Yeah.... on and off... no one really has a good answer for me. SSRIS worked really well in the past but now I am having a lot of breakthrough aneixty and when the SSRI increased I had almost delusional paranoria and obsessions
Maybe you try not to think about it? Or do what tnb81 said, sit with the knowledge it might happen. I had a therapist once have me draw a picture of what I thought was going to happen over and over again until I wasn’t anxious about it. The problem is I can’t just bust out a notebook and draw horrific pictures at work, or in public.
I think the issue for me m.a.d is how do I not ruminate? Is ruminating the compulsion?
Does that help decrease the obsessive thoughts in the long run? I’m worried by distracting myself I won’t be truly exposing myself to the aneixty of the obsession and it won’t help me in the long run.
I have the exact same thing
Yeah and so a few weeks ago I had exposure to a contamination trigger...and what I did was just not reassure myself, like I’d say “well that bad thing may happen, there’s definitely a chance”....and whenever I started thinking “nah that’ll never happen”...I’d remind myself that it could and I’d think of how I’d cope with it...it was SUPER tough to do, and it made the anxiety last longer but I think there’s less of a chance of it coming back as strong, it’s like a trade-off...instead of no anxiety now with the threat of sever anxiety later...you just have mild anxiety about the situation all the time, that way it can’t sneak up on you
How do you practice ERP on mental compulsions? I don’t understand. So I’m having an intrusive thought which mine are usually not about me doing something but something being done to someone else. Then thought sticks and becomes more intense the more I try to push it away or replace it etc.. am I supposed to force my self to have the thought and have anxiety. Is telling myself it’s just a thought, a compulsion? How do you sit with your thought? And what happens when you do? Will the thought go away? I don’t understand
If I'm understanding ERP correctly, it's not doing ANYTHING that would help soothe you, right? In my case I'll have a thought > usually I'll have my husband check things for me, if no-one is around to check things for me, I'll say to myself (in my head or out-loud) "I would never do xyz" "I didn't even get up from where I was, if I did I would've remembered walking to and from" (just examples). These are all compulsions, right? So I can't even mentally soothe myself. If I'm going to do ERP correctly, how do y'all stop the mental compulsions?

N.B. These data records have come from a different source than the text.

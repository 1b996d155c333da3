use std::fmt;
use std::ops::BitOr;
use std::str::FromStr;

use thiserror::Error;
use winit::keyboard::KeyCode;

#[derive(Debug, Clone, PartialEq, Eq, Error)]
pub enum KeyParseError {
    #[error("key name must not be empty")]
    Empty,
    #[error("unknown key name '{name}'")]
    Unknown { name: String },
}

macro_rules! define_keys {
    ($($variant:ident => $name:literal, $code:ident;)*) => {
        /// Physical key identifier, independent of any windowing backend.
        #[derive(Debug, Clone, Copy, PartialEq, Eq, Hash, PartialOrd, Ord)]
        pub enum Key {
            $($variant,)*
        }

        impl Key {
            pub const ALL: &[Key] = &[$(Key::$variant,)*];

            pub const fn name(self) -> &'static str {
                match self {
                    $(Key::$variant => $name,)*
                }
            }

            pub fn from_key_code(code: KeyCode) -> Option<Key> {
                match code {
                    $(KeyCode::$code => Some(Key::$variant),)*
                    _ => None,
                }
            }

            pub const fn key_code(self) -> KeyCode {
                match self {
                    $(Key::$variant => KeyCode::$code,)*
                }
            }
        }
    };
}

define_keys! {
    A => "A", KeyA;
    B => "B", KeyB;
    C => "C", KeyC;
    D => "D", KeyD;
    E => "E", KeyE;
    F => "F", KeyF;
    G => "G", KeyG;
    H => "H", KeyH;
    I => "I", KeyI;
    J => "J", KeyJ;
    K => "K", KeyK;
    L => "L", KeyL;
    M => "M", KeyM;
    N => "N", KeyN;
    O => "O", KeyO;
    P => "P", KeyP;
    Q => "Q", KeyQ;
    R => "R", KeyR;
    S => "S", KeyS;
    T => "T", KeyT;
    U => "U", KeyU;
    V => "V", KeyV;
    W => "W", KeyW;
    X => "X", KeyX;
    Y => "Y", KeyY;
    Z => "Z", KeyZ;
    Digit0 => "0", Digit0;
    Digit1 => "1", Digit1;
    Digit2 => "2", Digit2;
    Digit3 => "3", Digit3;
    Digit4 => "4", Digit4;
    Digit5 => "5", Digit5;
    Digit6 => "6", Digit6;
    Digit7 => "7", Digit7;
    Digit8 => "8", Digit8;
    Digit9 => "9", Digit9;
    F1 => "F1", F1;
    F2 => "F2", F2;
    F3 => "F3", F3;
    F4 => "F4", F4;
    F5 => "F5", F5;
    F6 => "F6", F6;
    F7 => "F7", F7;
    F8 => "F8", F8;
    F9 => "F9", F9;
    F10 => "F10", F10;
    F11 => "F11", F11;
    F12 => "F12", F12;
    Up => "Up", ArrowUp;
    Down => "Down", ArrowDown;
    Left => "Left", ArrowLeft;
    Right => "Right", ArrowRight;
    Space => "Space", Space;
    Enter => "Enter", Enter;
    Escape => "Escape", Escape;
    Tab => "Tab", Tab;
    Backspace => "Backspace", Backspace;
    Delete => "Delete", Delete;
    Insert => "Insert", Insert;
    Home => "Home", Home;
    End => "End", End;
    PageUp => "PageUp", PageUp;
    PageDown => "PageDown", PageDown;
    Backquote => "Backquote", Backquote;
    Minus => "Minus", Minus;
    Equal => "Equal", Equal;
    LeftBracket => "LeftBracket", BracketLeft;
    RightBracket => "RightBracket", BracketRight;
    Backslash => "Backslash", Backslash;
    Semicolon => "Semicolon", Semicolon;
    Quote => "Quote", Quote;
    Comma => "Comma", Comma;
    Period => "Period", Period;
    Slash => "Slash", Slash;
    LeftShift => "LeftShift", ShiftLeft;
    RightShift => "RightShift", ShiftRight;
    LeftControl => "LeftControl", ControlLeft;
    RightControl => "RightControl", ControlRight;
    LeftAlt => "LeftAlt", AltLeft;
    RightAlt => "RightAlt", AltRight;
    LeftCommand => "LeftCommand", SuperLeft;
    RightCommand => "RightCommand", SuperRight;
}

impl Key {
    pub fn from_name(name: &str) -> Result<Key, KeyParseError> {
        let name = name.trim();
        if name.is_empty() {
            return Err(KeyParseError::Empty);
        }
        Key::ALL
            .iter()
            .copied()
            .find(|key| key.name().eq_ignore_ascii_case(name))
            .ok_or_else(|| KeyParseError::Unknown {
                name: name.to_string(),
            })
    }
}

impl fmt::Display for Key {
    fn fmt(&self, f: &mut fmt::Formatter<'_>) -> fmt::Result {
        f.write_str(self.name())
    }
}

impl FromStr for Key {
    type Err = KeyParseError;

    fn from_str(s: &str) -> Result<Self, Self::Err> {
        Key::from_name(s)
    }
}

#[derive(Debug, Clone, Copy, PartialEq, Eq, Hash)]
pub enum Modifier {
    Ctrl,
    Shift,
    Alt,
    Cmd,
}

impl Modifier {
    /// Display and canonical text order.
    pub const ALL: [Modifier; 4] = [
        Modifier::Ctrl,
        Modifier::Shift,
        Modifier::Alt,
        Modifier::Cmd,
    ];

    const fn bit(self) -> u8 {
        match self {
            Modifier::Ctrl => 1 << 0,
            Modifier::Shift => 1 << 1,
            Modifier::Alt => 1 << 2,
            Modifier::Cmd => 1 << 3,
        }
    }

    /// Left and right physical keys that hold this modifier.
    pub const fn keys(self) -> [Key; 2] {
        match self {
            Modifier::Ctrl => [Key::LeftControl, Key::RightControl],
            Modifier::Shift => [Key::LeftShift, Key::RightShift],
            Modifier::Alt => [Key::LeftAlt, Key::RightAlt],
            Modifier::Cmd => [Key::LeftCommand, Key::RightCommand],
        }
    }

    pub const fn name(self) -> &'static str {
        match self {
            Modifier::Ctrl => "Ctrl",
            Modifier::Shift => "Shift",
            Modifier::Alt => "Alt",
            Modifier::Cmd => "Cmd",
        }
    }

    pub fn from_name(name: &str) -> Option<Modifier> {
        let lower = name.trim().to_ascii_lowercase();
        match lower.as_str() {
            "ctrl" | "control" => Some(Modifier::Ctrl),
            "shift" => Some(Modifier::Shift),
            "alt" | "option" => Some(Modifier::Alt),
            "cmd" | "command" | "super" | "meta" | "win" => Some(Modifier::Cmd),
            _ => None,
        }
    }
}

impl fmt::Display for Modifier {
    fn fmt(&self, f: &mut fmt::Formatter<'_>) -> fmt::Result {
        f.write_str(self.name())
    }
}

/// Bit-set over [`Modifier`].
#[derive(Debug, Clone, Copy, PartialEq, Eq, Hash, Default, PartialOrd, Ord)]
pub struct Modifiers(u8);

impl Modifiers {
    pub const NONE: Modifiers = Modifiers(0);
    pub const CTRL: Modifiers = Modifiers(Modifier::Ctrl.bit());
    pub const SHIFT: Modifiers = Modifiers(Modifier::Shift.bit());
    pub const ALT: Modifiers = Modifiers(Modifier::Alt.bit());
    pub const CMD: Modifiers = Modifiers(Modifier::Cmd.bit());

    pub const fn is_empty(self) -> bool {
        self.0 == 0
    }

    pub const fn contains(self, modifier: Modifier) -> bool {
        self.0 & modifier.bit() != 0
    }

    pub const fn with(self, modifier: Modifier) -> Modifiers {
        Modifiers(self.0 | modifier.bit())
    }

    pub fn insert(&mut self, modifier: Modifier) {
        self.0 |= modifier.bit();
    }

    pub fn iter(self) -> impl Iterator<Item = Modifier> {
        Modifier::ALL
            .into_iter()
            .filter(move |modifier| self.contains(*modifier))
    }
}

impl From<Modifier> for Modifiers {
    fn from(modifier: Modifier) -> Self {
        Modifiers(modifier.bit())
    }
}

impl BitOr for Modifiers {
    type Output = Modifiers;

    fn bitor(self, rhs: Modifiers) -> Modifiers {
        Modifiers(self.0 | rhs.0)
    }
}

impl BitOr<Modifier> for Modifiers {
    type Output = Modifiers;

    fn bitor(self, rhs: Modifier) -> Modifiers {
        self.with(rhs)
    }
}

impl BitOr for Modifier {
    type Output = Modifiers;

    fn bitor(self, rhs: Modifier) -> Modifiers {
        Modifiers::from(self).with(rhs)
    }
}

I have pure o ocd, and I’m filling out my heirarchy but I’m struggling to understand triggers and therefore exposures. I generally just get thoughts for no reason, particularly when my mind is idle I just start scanning for potential worries, and there aren’t any specific triggers like with contamination ocd. When I have a specific worry, it just pops up - and although my compulsions are clear (rationalising, reassurance seeking). How do you build out triggers and exposures in this case? Do I need to just think about the worry without doing the compulsion?